Eine Karriere besteht aus Aufs und in der Regel auch einmal Abs. Das ist in der normalen Berufswelt so und oft auch im Profifußball. Aber dass sich kein Verein für diese fünf Schlussmänner finden lässt, überrascht doch ein wenig. Die Gründe dafür sind vielschichtig. Zunächst einmal scheinen die meisten Vereine nicht unbedingt auf den Zweikampf zwischen den Pfosten zu setzen. Die Tendenz geht dazu, eine klare Nummer eins zu haben, die durch einen alten, ruhigen und loyalen Stellvertreter sowie ein junges, aufstrebendes Talent komplettiert wird. Nur beim Hamburger SV gab es zwei annähernd gleichwertige Torhüter; dort entschied sich Trainer Armin Veh gegen Herausforderer Jaroslav Drobný und für Platzhirsch Frank Rost.

"Der Torwartmarkt ist zu. Leute wie Timo Hildebrand und Michael Rensing tun sich schwer, einen neuen Verein zu finden. Das sagt doch alles", sagt etwa Markus Miller, ein Vertreter aus der zweiten Reihe der deutschen Torhüter, der kürzlich einen Vertrag bei Hannover 96 unterschrieb. Der 28-Jährige soll bei den Niedersachsen den loyalen Stellvertreter für Florian Fromlowitz geben. Eine Rolle, mit der das eingangs erwähnte Quintett sich auf keinen Fall zufrieden geben würde.

Bei 16 Bundesligisten besteht auf der Torwartposition nicht wirklich Handlungsbedarf, die Ausnahmen sind - wenn überhaupt - vielleicht beim 1. FC Köln und dem VfB Stuttgart zu finden. Bei den Rheinländern will der alte Fahrensmann Faryd Mondragon seine letzte Saison spielen, während die Schwaben auf den jungen Sven Ulreich (22 Jahre, 15 Ligaspiele) setzen.
Hildebrand, der einst mit dem VfB deutscher Meister wurde, wird nachgesagt, dass er vielleicht auf einen schwachen Start seines Ex-Klubs spekuliert, um dann doch noch dort unterzukommen. "Es gibt Kontakte, aber nichts Konkretes. Ich bin ja das erste Mal in so einer Situation, aber ich bin optimistisch - irgendwas wird sich ergeben", ließ der 31-Jährige wissen, dessen Karriere bei den beiden letzten Stationen Valencia und TSG 1899 Hoffenheim einen veritablen Knick erlitt.

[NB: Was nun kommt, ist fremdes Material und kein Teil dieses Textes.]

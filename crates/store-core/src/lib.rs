//! # store-core: Pure Business Logic for the Store Backend
//!
//! This crate holds every rule of order fulfillment as pure functions with
//! zero I/O dependencies.
//!
//! ## Architecture Position
//! ```text
//! ┌─────────────────────────────────────────────────────────────────────────┐
//! │                        Store Backend Architecture                       │
//! │                                                                         │
//! │  ┌─────────────────────────────────────────────────────────────────┐   │
//! │  │                    store-api (axum)                             │   │
//! │  │    POST /orders ──► PUT /orders/{id} ──► DELETE /orders/{id}    │   │
//! │  └─────────────────────────────┬───────────────────────────────────┘   │
//! │                                │                                        │
//! │  ┌─────────────────────────────▼───────────────────────────────────┐   │
//! │  │         store-db services (OrderService, ProductLedger)         │   │
//! │  │         transactions, per-product locks, repositories           │   │
//! │  └─────────────────────────────┬───────────────────────────────────┘   │
//! │                                │ asks for decisions                     │
//! │  ┌─────────────────────────────▼───────────────────────────────────┐   │
//! │  │               ★ store-core (THIS CRATE) ★                       │   │
//! │  │                                                                 │   │
//! │  │   ┌──────────┐ ┌──────────┐ ┌──────────┐ ┌──────────────────┐  │   │
//! │  │   │  types   │ │ discount │ │  drain   │ │   fulfillment    │  │   │
//! │  │   │ Product  │ │ amount + │ │ greedy   │ │ supply checks,   │  │   │
//! │  │   │ Order    │ │ min price│ │ single   │ │ quantity change, │  │   │
//! │  │   │ Backorder│ │ gating   │ │ pass     │ │ identity guard   │  │   │
//! │  │   └──────────┘ └──────────┘ └──────────┘ └──────────────────┘  │   │
//! │  │                                                                 │   │
//! │  │   NO I/O • NO DATABASE • NO NETWORK • PURE FUNCTIONS           │   │
//! │  └─────────────────────────────────────────────────────────────────┘   │
//! └─────────────────────────────────────────────────────────────────────────┘
//! ```
//!
//! ## Modules
//!
//! - [`types`] - Domain types (Product, Customer, Discount, Order, Backorder)
//! - [`money`] - Money type with integer arithmetic and [`DiscountRate`]
//! - [`error`] - Domain error types
//! - [`validation`] - Input validation
//! - [`discount`] - Discount eligibility and amount computation
//! - [`drain`] - Backorder drain planning
//! - [`fulfillment`] - Stock and quantity-change decisions
//!
//! ## Example Usage
//!
//! ```rust
//! use store_core::discount::compute_amount;
//! use store_core::money::Money;
//!
//! // No discount: amount is just price × quantity
//! let amount = compute_amount(Money::from_cents(250), 4, None).unwrap();
//! assert_eq!(amount.cents(), 1000);
//! ```

// =============================================================================
// Module Declarations
// =============================================================================

pub mod discount;
pub mod drain;
pub mod error;
pub mod fulfillment;
pub mod money;
pub mod types;
pub mod validation;

// =============================================================================
// Re-exports for Convenience
// =============================================================================

pub use discount::DiscountLookup;
pub use drain::{DrainPlan, DrainReport};
pub use error::{CoreError, CoreResult, ValidationError};
pub use fulfillment::QuantityChange;
pub use money::{DiscountRate, Money};
pub use types::*;

// =============================================================================
// Crate-Level Constants
// =============================================================================

/// Resource names used in NotFound errors and log lines.
pub mod resource {
    pub const PRODUCT: &str = "Product";
    pub const CUSTOMER: &str = "Customer";
    pub const DISCOUNT: &str = "Discount";
    pub const ORDER: &str = "Order";
    pub const BACKORDER: &str = "Backorder";
}

/// Generates a new entity ID (UUID v4).
///
/// Globally unique without coordination, so IDs can be assigned before the
/// row is written.
pub fn generate_id() -> String {
    uuid::Uuid::new_v4().to_string()
}
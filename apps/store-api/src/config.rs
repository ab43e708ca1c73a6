//! Store API configuration module.
//!
//! Configuration is loaded from environment variables with fallback to
//! defaults. `main` loads `.env` first, so a local file works too.

use serde::{Deserialize, Serialize};
use std::env;
use std::str::FromStr;

/// Store API configuration.
#[derive(Debug, Clone, Serialize, Deserialize)]
pub struct ApiConfig {
    /// HTTP server port
    pub http_port: u16,

    /// SQLite database file
    pub database_path: String,

    /// Pool size
    pub db_max_connections: u32,

    /// Apply embedded migrations on startup
    pub db_run_migrations: bool,
}

impl ApiConfig {
    /// Load configuration from environment variables.
    pub fn load() -> Result<Self, ConfigError> {
        let config = ApiConfig {
            http_port: parse_var("HTTP_PORT", "8080")?,

            database_path: env::var("DATABASE_PATH").unwrap_or_else(|_| "./store.db".to_string()),

            db_max_connections: parse_var("DB_MAX_CONNECTIONS", "5")?,

            db_run_migrations: parse_var("DB_RUN_MIGRATIONS", "true")?,
        };

        if config.db_max_connections == 0 {
            return Err(ConfigError::InvalidValue("DB_MAX_CONNECTIONS".to_string()));
        }

        Ok(config)
    }
}

fn parse_var<T: FromStr>(name: &str, default: &str) -> Result<T, ConfigError> {
    env::var(name)
        .unwrap_or_else(|_| default.to_string())
        .parse()
        .map_err(|_| ConfigError::InvalidValue(name.to_string()))
}

/// Configuration error types.
#[derive(Debug, thiserror::Error)]
pub enum ConfigError {
    #[error("Invalid value for {0}")]
    InvalidValue(String),
}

Karriereknick – darüber weiß auch Michael Rensing zu berichten. Bei den Bayern wurde er als Riesentalent hochgejubelt, konnte aber weder Jürgen Klinsmann noch dessen Nachfolger Louis van Gaal von seinen Qualitäten überzeugen. Beide Trainer entschieden sich lieber für Routinier Jörg Butt. Rensing, 26, gilt in Deutschland zurzeit als "verbrannt". Daher wird er zunehmend mit Klubs im Ausland in Verbindung gebracht.

Ähnlich geht es auch Markus Pröll, der zuletzt bei Eintracht Frankfurt verletzungsbedingt nicht den erhofften großen Durchbruch auf der Bundesliga-Bühne schaffte, oder Stefan Wessels, der einst der Vorgänger Rensings beim FC Bayern in der Rolle hinter Kahn war. Wessels werden nun Kontakte zu West Ham United FC nachgesagt. Auch Timo Ochs hofft auf ein Engagement außerhalb Deutschlands Grenzen.

Ganz kurz dürfte bei den fünfen ein wenig Hoffnung aufgekeimt sein, als sich Heinz Müller, Nummer eins beim 1. FSV Mainz 05, einen Kreuzbandriss zuzog. "Die Tendenz ist, dass wir keine neue Nummer eins holen", hatte Trainer Thomas Tuchel jedoch schnell erklärt, um dann in der Tat den 38-jährigen Martin Pieckenhagen zu verpflichten. Ein Mann, der genug Erfahrung hat, um Müller zu vertreten, aber keine großen Ambitionen mehr. Pieckenhagen würde, sollte Müller gut zurückkommen, problemlos ins zweite Glied rücken.

Was bleibt aber damit für die Torhüter im Wartestand, die gerade ihr ganz privates Torwartproblem durchmachen? Es ist das Prinzip Hoffnung, wie Prölls Berater Klaus Gerster verdeutlicht: "Die Ligen in Spanien, Italien und England und anderen Ländern fangen ja viel später an. Da kann sich immer noch spontan etwas tun."